High-sensitivity troponin

Troponin is a regulatory protein composed of three subunits, namely troponin C, troponin I and troponin T. High-sensitive troponin I is often used in clinical diagnosis, mainly for the diagnosis of acute myocardial infarction. Some patients with severe skeletal muscle damage may produce false positives, and severe hemolysis will also affect the test results. Let's take a closer look at high-sensitivity troponin I.

Diagnosis of myocardial injury Among the many clinical biochemical indicators for diagnosing acute myocardial infarction (AMI), CK-MB (serum myocardial enzyme) was once considered the "gold standard" for diagnosing AMI and has been widely used for many years. With the in-depth study of cardiac troponin (cTn), the status of CK-MB has been seriously challenged both in terms of myocardial specificity and diagnostic sensitivity. cTn is considered to be the best definite marker at present and is gradually replacing CK-MB as the "gold standard" for the diagnosis of AMI.

Patients with various coronary artery diseases will inevitably suffer from myocardial cell damage. The clinical manifestations of some patients may not fully meet the WHO diagnostic criteria for AMI (unstable angina is one of them), but are accompanied by an increase in certain myocardial injury markers (such as cTnT, etc.), which causes the intracellular components to leak into the peripheral blood circulation. This makes the detection of myocardial cell injury markers possible. The blood concentrations of cTnT and cTnI increase rapidly after AMI (3-6h), which is equivalent to or slightly earlier than CK-MB (3-8h). Their specificity and sensitivity are significantly higher than CK-MB. cTn has a fairly long diagnostic window (cTnI 7~9 days, cTnT longer). cTn is better than CK-MB in diagnosing patients with acute chest pain (regardless of whether they have skeletal muscle damage or not). Studies have shown that there is no significant difference between cTnI and cTnT in the diagnosis of AMI, and both can identify myocardial damage that CK-MB cannot detect. Compared with cTnT, cTnI shows lower initial sensitivity and higher specificity. In terms of the relative value of increase, cTnT is higher than cTnI; in patients with unstable angina, the frequency of cTnT increase is higher than cTnI. In terms of predicting 30-day mortality after AMI, cTnT is better than cTnI.

Whether it is unstable angina or myocardial infarction without Q waves, cTnT in the first 24 hours has the greatest prognostic value. Follow-up of patients with unstable coronary artery disease found that only 1% of patients with normal cTnT and exercise test had death or AMI; if abnormal, death or AMI could reach 50%. Follow-up studies of patients with acute coronary artery disease (including myocardial infarction) found that the mortality rate of patients with cTnT less than 0.1μg/L was only 4%. In comparison, the mortality rate of patients with cTnT greater than 0.1μg/L was 3 times higher, the percentage of shock was 3 times higher, and the percentage of congestive heart failure was also increased by 1 time. Observational studies on cTnI have obtained similar results. Among patients with unstable coronary artery disease, the mortality rate of patients with cTnI greater than 0.1μg/L was more than 3 times higher than that of patients with cTnI less than 0.1μg/L. Therefore, any patient with acute coronary artery disease who is simultaneously tested for elevated cTn should be considered to be at high risk.

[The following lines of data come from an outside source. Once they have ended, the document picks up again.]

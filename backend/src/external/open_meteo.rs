//! Open-Meteo forecast API client
//!
//! One endpoint (`/forecast`) serves the three shapes used here: current
//! conditions plus the trailing hourly series for ingestion, daily aggregates
//! for the forecast view and current conditions for the live view.

use std::time::Duration;

use chrono::{DateTime, NaiveDate, NaiveDateTime, TimeZone, Utc};
use reqwest::Client;
use serde::{de::DeserializeOwned, Deserialize};

use shared::models::{DailyForecast, LiveWeather, Observation};

use crate::config::WeatherConfig;
use crate::error::{AppError, AppResult};

const CURRENT_VARIABLES: &str =
    "temperature_2m,relative_humidity_2m,precipitation_probability,wind_speed_10m";
const HOURLY_VARIABLES: &str = CURRENT_VARIABLES;
const DAILY_VARIABLES: &str =
    "temperature_2m_max,temperature_2m_min,precipitation_probability_mean,wind_speed_10m_max";

/// Hours of hourly history kept per ingestion run
pub const OBSERVATION_WINDOW_HOURS: i64 = 24;

/// Open-Meteo API client
#[derive(Clone)]
pub struct WeatherClient {
    client: Client,
    base_url: String,
}

#[derive(Debug, Deserialize)]
struct OpenMeteoPayload {
    current: Option<OpenMeteoCurrent>,
    hourly: Option<OpenMeteoHourly>,
    daily: Option<OpenMeteoDaily>,
}

#[derive(Debug, Deserialize)]
struct OpenMeteoCurrent {
    time: String,
    #[serde(default)]
    temperature_2m: Option<f64>,
    #[serde(default)]
    relative_humidity_2m: Option<f64>,
    #[serde(default)]
    precipitation_probability: Option<f64>,
    #[serde(default)]
    wind_speed_10m: Option<f64>,
}

#[derive(Debug, Deserialize)]
struct OpenMeteoHourly {
    time: Vec<String>,
    #[serde(default)]
    temperature_2m: Vec<Option<f64>>,
    #[serde(default)]
    relative_humidity_2m: Vec<Option<f64>>,
    #[serde(default)]
    precipitation_probability: Vec<Option<f64>>,
    #[serde(default)]
    wind_speed_10m: Vec<Option<f64>>,
}

#[derive(Debug, Deserialize)]
struct OpenMeteoDaily {
    time: Vec<String>,
    #[serde(default)]
    temperature_2m_max: Vec<Option<f64>>,
    #[serde(default)]
    temperature_2m_min: Vec<Option<f64>>,
    #[serde(default)]
    precipitation_probability_mean: Vec<Option<f64>>,
    #[serde(default)]
    wind_speed_10m_max: Vec<Option<f64>>,
}

impl WeatherClient {
    /// Create a client with the configured endpoint and request timeout
    pub fn new(config: &WeatherConfig) -> AppResult<Self> {
        Self::with_base_url(
            config.api_endpoint.clone(),
            Duration::from_secs(config.request_timeout_secs),
        )
    }

    /// Create a client against a custom base URL (for testing)
    pub fn with_base_url(base_url: String, timeout: Duration) -> AppResult<Self> {
        let client = Client::builder()
            .timeout(timeout)
            .build()
            .map_err(|e| AppError::Configuration(format!("HTTP client: {}", e)))?;

        Ok(Self {
            client,
            base_url: base_url.trim_end_matches('/').to_string(),
        })
    }

    /// Current conditions plus every hourly value in the trailing 24h,
    /// sorted by timestamp
    pub async fn fetch_observations(
        &self,
        latitude: f64,
        longitude: f64,
    ) -> AppResult<Vec<Observation>> {
        let payload: OpenMeteoPayload = self
            .get_forecast(
                latitude,
                longitude,
                &[
                    ("current", CURRENT_VARIABLES.to_string()),
                    ("hourly", HOURLY_VARIABLES.to_string()),
                    ("past_days", "1".to_string()),
                    ("forecast_days", "1".to_string()),
                ],
            )
            .await?;

        collect_observations(payload)
    }

    /// Current conditions only
    pub async fn fetch_current(&self, latitude: f64, longitude: f64) -> AppResult<LiveWeather> {
        let payload: OpenMeteoPayload = self
            .get_forecast(
                latitude,
                longitude,
                &[("current", CURRENT_VARIABLES.to_string())],
            )
            .await?;

        let current = payload
            .current
            .ok_or_else(|| AppError::ExternalService("No current weather data available".into()))?;
        let observation = current.into_observation()?;

        Ok(LiveWeather {
            latitude,
            longitude,
            time: observation.timestamp,
            temperature: observation.temperature,
            humidity: observation.humidity,
            precipitation_probability: observation.precipitation_probability,
            wind_speed: observation.wind_speed,
        })
    }

    /// Daily forecast for the next `days` days
    pub async fn fetch_daily_forecast(
        &self,
        latitude: f64,
        longitude: f64,
        days: u8,
    ) -> AppResult<Vec<DailyForecast>> {
        let payload: OpenMeteoPayload = self
            .get_forecast(
                latitude,
                longitude,
                &[
                    ("daily", DAILY_VARIABLES.to_string()),
                    ("forecast_days", days.to_string()),
                ],
            )
            .await?;

        collect_daily(payload)
    }

    async fn get_forecast<T: DeserializeOwned>(
        &self,
        latitude: f64,
        longitude: f64,
        params: &[(&str, String)],
    ) -> AppResult<T> {
        let url = format!("{}/forecast", self.base_url);

        let response = self
            .client
            .get(&url)
            .query(&[
                ("latitude", latitude.to_string()),
                ("longitude", longitude.to_string()),
                ("timezone", "UTC".to_string()),
            ])
            .query(params)
            .send()
            .await
            .map_err(|e| AppError::ExternalService(format!("Weather API request failed: {}", e)))?;

        if !response.status().is_success() {
            let status = response.status();
            let body = response.text().await.unwrap_or_default();
            return Err(AppError::ExternalService(format!(
                "Weather API error: {} - {}",
                status, body
            )));
        }

        response
            .json()
            .await
            .map_err(|e| AppError::ExternalService(format!("Failed to parse weather response: {}", e)))
    }
}

impl OpenMeteoCurrent {
    fn into_observation(self) -> AppResult<Observation> {
        Ok(Observation {
            timestamp: parse_open_meteo_time(&self.time)?,
            temperature: self.temperature_2m,
            humidity: self.relative_humidity_2m,
            precipitation_probability: self.precipitation_probability,
            wind_speed: self.wind_speed_10m,
        })
    }
}

fn collect_observations(payload: OpenMeteoPayload) -> AppResult<Vec<Observation>> {
    let current = payload
        .current
        .ok_or_else(|| AppError::ExternalService("No current weather data available".into()))?
        .into_observation()?;
    let window_start = current.timestamp - chrono::Duration::hours(OBSERVATION_WINDOW_HOURS);

    let mut observations = Vec::new();
    if let Some(hourly) = payload.hourly {
        for (i, raw) in hourly.time.iter().enumerate() {
            let timestamp = parse_open_meteo_time(raw)?;
            // The current block replaces an hourly value at the same instant
            if timestamp < window_start || timestamp >= current.timestamp {
                continue;
            }
            observations.push(Observation {
                timestamp,
                temperature: value_at(&hourly.temperature_2m, i),
                humidity: value_at(&hourly.relative_humidity_2m, i),
                precipitation_probability: value_at(&hourly.precipitation_probability, i),
                wind_speed: value_at(&hourly.wind_speed_10m, i),
            });
        }
    }
    observations.push(current);
    observations.sort_by_key(|o| o.timestamp);

    Ok(observations)
}

fn collect_daily(payload: OpenMeteoPayload) -> AppResult<Vec<DailyForecast>> {
    let daily = payload
        .daily
        .ok_or_else(|| AppError::ExternalService("No forecast data available".into()))?;

    daily
        .time
        .iter()
        .enumerate()
        .map(|(i, raw)| {
            let date = NaiveDate::parse_from_str(raw, "%Y-%m-%d").map_err(|e| {
                AppError::ExternalService(format!("Invalid forecast date '{}': {}", raw, e))
            })?;
            Ok(DailyForecast {
                date,
                min_temp: value_at(&daily.temperature_2m_min, i),
                max_temp: value_at(&daily.temperature_2m_max, i),
                rain_chance: value_at(&daily.precipitation_probability_mean, i),
                wind_max: value_at(&daily.wind_speed_10m_max, i),
            })
        })
        .collect()
}

fn value_at(values: &[Option<f64>], index: usize) -> Option<f64> {
    values.get(index).copied().flatten()
}

/// Parse an Open-Meteo local time string; requests always ask for UTC
fn parse_open_meteo_time(raw: &str) -> AppResult<DateTime<Utc>> {
    NaiveDateTime::parse_from_str(raw, "%Y-%m-%dT%H:%M")
        .or_else(|_| NaiveDateTime::parse_from_str(raw, "%Y-%m-%dT%H:%M:%S"))
        .map(|naive| Utc.from_utc_datetime(&naive))
        .map_err(|e| AppError::ExternalService(format!("Invalid timestamp '{}': {}", raw, e)))
}
/// Outcome of ingesting one station
#[derive(Debug, Clone, Serialize)]
pub struct StationIngestion {
    pub station_id: Option<Uuid>,
    pub station_name: String,
    pub status: IngestionStatus,
    pub inserted: usize,
    pub updated: usize,
    #[serde(skip_serializing_if = "Option::is_none")]
    pub error: Option<String>,
}

/// Outcome of one ingestion run
#[derive(Debug, Clone, Serialize)]
pub struct IngestionSummary {
    pub message: String,
    pub started_at: DateTime<Utc>,
    pub finished_at: DateTime<Utc>,
    pub stations: Vec<StationIngestion>,
}

impl IngestionSummary {
    fn from_results(started_at: DateTime<Utc>, stations: Vec<StationIngestion>) -> Self {
        let failed = stations
            .iter()
            .filter(|s| s.status == IngestionStatus::Error)
            .count();
        let message = if stations.is_empty() {
            "No stations registered".to_string()
        } else if failed == 0 {
            "Weather data fetched successfully".to_string()
        } else {
            format!("Weather fetch failed for {} of {} stations", failed, stations.len())
        };

        Self {
            message,
            started_at,
            finished_at: Utc::now(),
            stations,
        }
    }

    pub fn has_failures(&self) -> bool {
        self.stations
            .iter()
            .any(|s| s.status == IngestionStatus::Error)
    }

    pub fn total_inserted(&self) -> usize {
        self.stations.iter().map(|s| s.inserted).sum()
    }

    pub fn total_updated(&self) -> usize {
        self.stations.iter().map(|s| s.updated).sum()
    }
}

impl WeatherService {
    /// Create a new WeatherService instance
    pub fn new(db: PgPool, client: WeatherClient, config: WeatherConfig) -> Self {
        Self { db, client, config }
    }

    /// Ingest every registered station (or the standalone default location)
    pub async fn ingest_all(&self) -> AppResult<IngestionSummary> {
        let started_at = Utc::now();
        let targets = self.ingestion_targets().await?;

        let mut results = Vec::with_capacity(targets.len());
        for target in &targets {
            let result = match self.ingest_target(target).await {
                Ok((inserted, updated)) => {
                    tracing::info!(
                        station = %target.name,
                        inserted,
                        updated,
                        "Weather ingestion succeeded"
                    );
                    StationIngestion {
                        station_id: target.station_id,
                        station_name: target.name.clone(),
                        status: IngestionStatus::Ok,
                        inserted,
                        updated,
                        error: None,
                    }
                }
                Err(err) => {
                    tracing::warn!(station = %target.name, error = %err, "Weather ingestion failed");
                    StationIngestion {
                        station_id: target.station_id,
                        station_name: target.name.clone(),
                        status: IngestionStatus::Error,
                        inserted: 0,
                        updated: 0,
                        error: Some(err.to_string()),
                    }
                }
            };
            results.push(result);
        }

        let summary = IngestionSummary::from_results(started_at, results);
        tracing::info!(
            stations = summary.stations.len(),
            inserted = summary.total_inserted(),
            updated = summary.total_updated(),
            failed = summary.has_failures(),
            "Weather ingestion run finished"
        );

        Ok(summary)
    }

    async fn ingestion_targets(&self) -> AppResult<Vec<IngestionTarget>> {
        let stations = StationService::new(self.db.clone()).list_stations().await?;

        if stations.is_empty() && self.config.standalone_fallback {
            let location = &self.config.default_location;
            return Ok(vec![IngestionTarget {
                station_id: None,
                name: location.name.clone(),
                latitude: location.latitude,
                longitude: location.longitude,
            }]);
        }

        Ok(stations
            .into_iter()
            .map(|s| IngestionTarget {
                station_id: Some(s.id),
                name: s.name,
                latitude: s.latitude,
                longitude: s.longitude,
            })
            .collect())
    }

    /// Fetch and upsert one target; returns (inserted, updated)
    async fn ingest_target(&self, target: &IngestionTarget) -> AppResult<(usize, usize)> {
        let observations = self
            .client
            .fetch_observations(target.latitude, target.longitude)
            .await?;

        let mut tx = self.db.begin().await?;
        let (mut inserted, mut updated) = (0, 0);
        for observation in &observations {
            if upsert_reading(&mut tx, target, observation).await? {
                inserted += 1;
            } else {
                updated += 1;
            }
        }
        tx.commit().await?;

        Ok((inserted, updated))
    }

    /// Daily aggregates over the trailing seven days
    pub async fn history(&self, station_id: Option<Uuid>) -> AppResult<Vec<DailyAggregate>> {
        let since = history_window_start(Utc::now().date_naive());
        let since_ts = Utc.from_utc_datetime(&since.and_time(NaiveTime::MIN));

        let readings = sqlx::query_as::<_, WeatherReading>(&format!(
            r#"
            SELECT {READING_COLUMNS}
            FROM weather_data
            WHERE timestamp >= $1 AND ($2::uuid IS NULL OR station_id = $2)
            ORDER BY timestamp
            "#
        ))
        .bind(since_ts)
        .bind(station_id)
        .fetch_all(&self.db)
        .await?;

        Ok(aggregate_daily(&readings, since))
    }

    /// Most recent readings of a station, newest first
    pub async fn station_readings(
        &self,
        station_id: Uuid,
        limit: Option<i64>,
    ) -> AppResult<Vec<WeatherReading>> {
        StationService::new(self.db.clone())
            .get_station(station_id)
            .await?;

        let readings = sqlx::query_as::<_, WeatherReading>(&format!(
            r#"
            SELECT {READING_COLUMNS}
            FROM weather_data
            WHERE station_id = $1
            ORDER BY timestamp DESC
            LIMIT $2
            "#
        ))
        .bind(station_id)
        .bind(clamp_limit(limit))
        .fetch_all(&self.db)
        .await?;

        Ok(readings)
    }

    /// Live daily forecast for the given or the default coordinates
    pub async fn forecast(
        &self,
        latitude: Option<f64>,
        longitude: Option<f64>,
    ) -> AppResult<ForecastReport> {
        let default = &self.config.default_location;
        let (location, latitude, longitude) = match (latitude, longitude) {
            (None, None) => (default.name.clone(), default.latitude, default.longitude),
            (Some(lat), Some(lon)) => {
                validate_coordinates(lat, lon).map_err(|m| AppError::validation("latitude", m))?;
                (format!("{}, {}", lat, lon), lat, lon)
            }
            _ => {
                return Err(AppError::validation(
                    "latitude",
                    "Both latitude and longitude are required",
                ))
            }
        };

        let data = self
            .client
            .fetch_daily_forecast(latitude, longitude, self.config.forecast_days)
            .await?;

        Ok(ForecastReport {
            message: format!("{}-day forecast", self.config.forecast_days),
            location,
            latitude,
            longitude,
            data,
        })
    }

    /// Current conditions at a coordinate pair
    pub async fn live(&self, latitude: Option<f64>, longitude: Option<f64>) -> AppResult<LiveWeather> {
        let (Some(latitude), Some(longitude)) = (latitude, longitude) else {
            return Err(AppError::validation(
                "lat",
                "Both lat and lon query parameters are required",
            ));
        };
        validate_coordinates(latitude, longitude).map_err(|m| AppError::validation("lat", m))?;

        self.client.fetch_current(latitude, longitude).await
    }
}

Diagnosis of perioperative myocardial infarction The diagnosis of myocardial infarction after coronary artery bypass grafting plays an important role in cardiac surgery. cTn is a sensitive and specific marker of perioperative myocardial infarction, which can identify minor perioperative myocardial injuries that do not meet the conventional perioperative myocardial infarction judgment criteria. Compared with CK activity, cTnT has a higher detection sensitivity in the diagnosis of myocarditis due to its relatively high serum detection value and longer rise time. Serum cTnT can be used as a diagnostic marker for acute myocarditis. Relationship with renal failure Ischemic heart disease is one of the main causes of morbidity and mortality in patients with advanced renal disease, accounting for about 40% of the total mortality rate; about 25% of these ischemic heart diseases develop into AMI. Therefore, in the clinical treatment of patients with advanced renal disease, the diagnosis of cardiovascular complications becomes a crucial issue. There are differences in the detection values ​​of cTnT and cTnI in the serum of patients with advanced renal disease. There are three possible reasons for the increase of cTnT in patients with advanced renal disease: cross-reaction of the detection method; over-expression of cTnT in skeletal muscle; and the presence of minor myocardial damage. The second-generation cTnT analysis method will not produce false positives due to the over-expression of cTnT in the skeletal muscle of patients with advanced renal disease, thereby eliminating the cross-reaction of the analysis method. The results of the study suggest that the increase of cTnT in the serum of patients with advanced renal disease may be due to a certain degree of myocardial damage.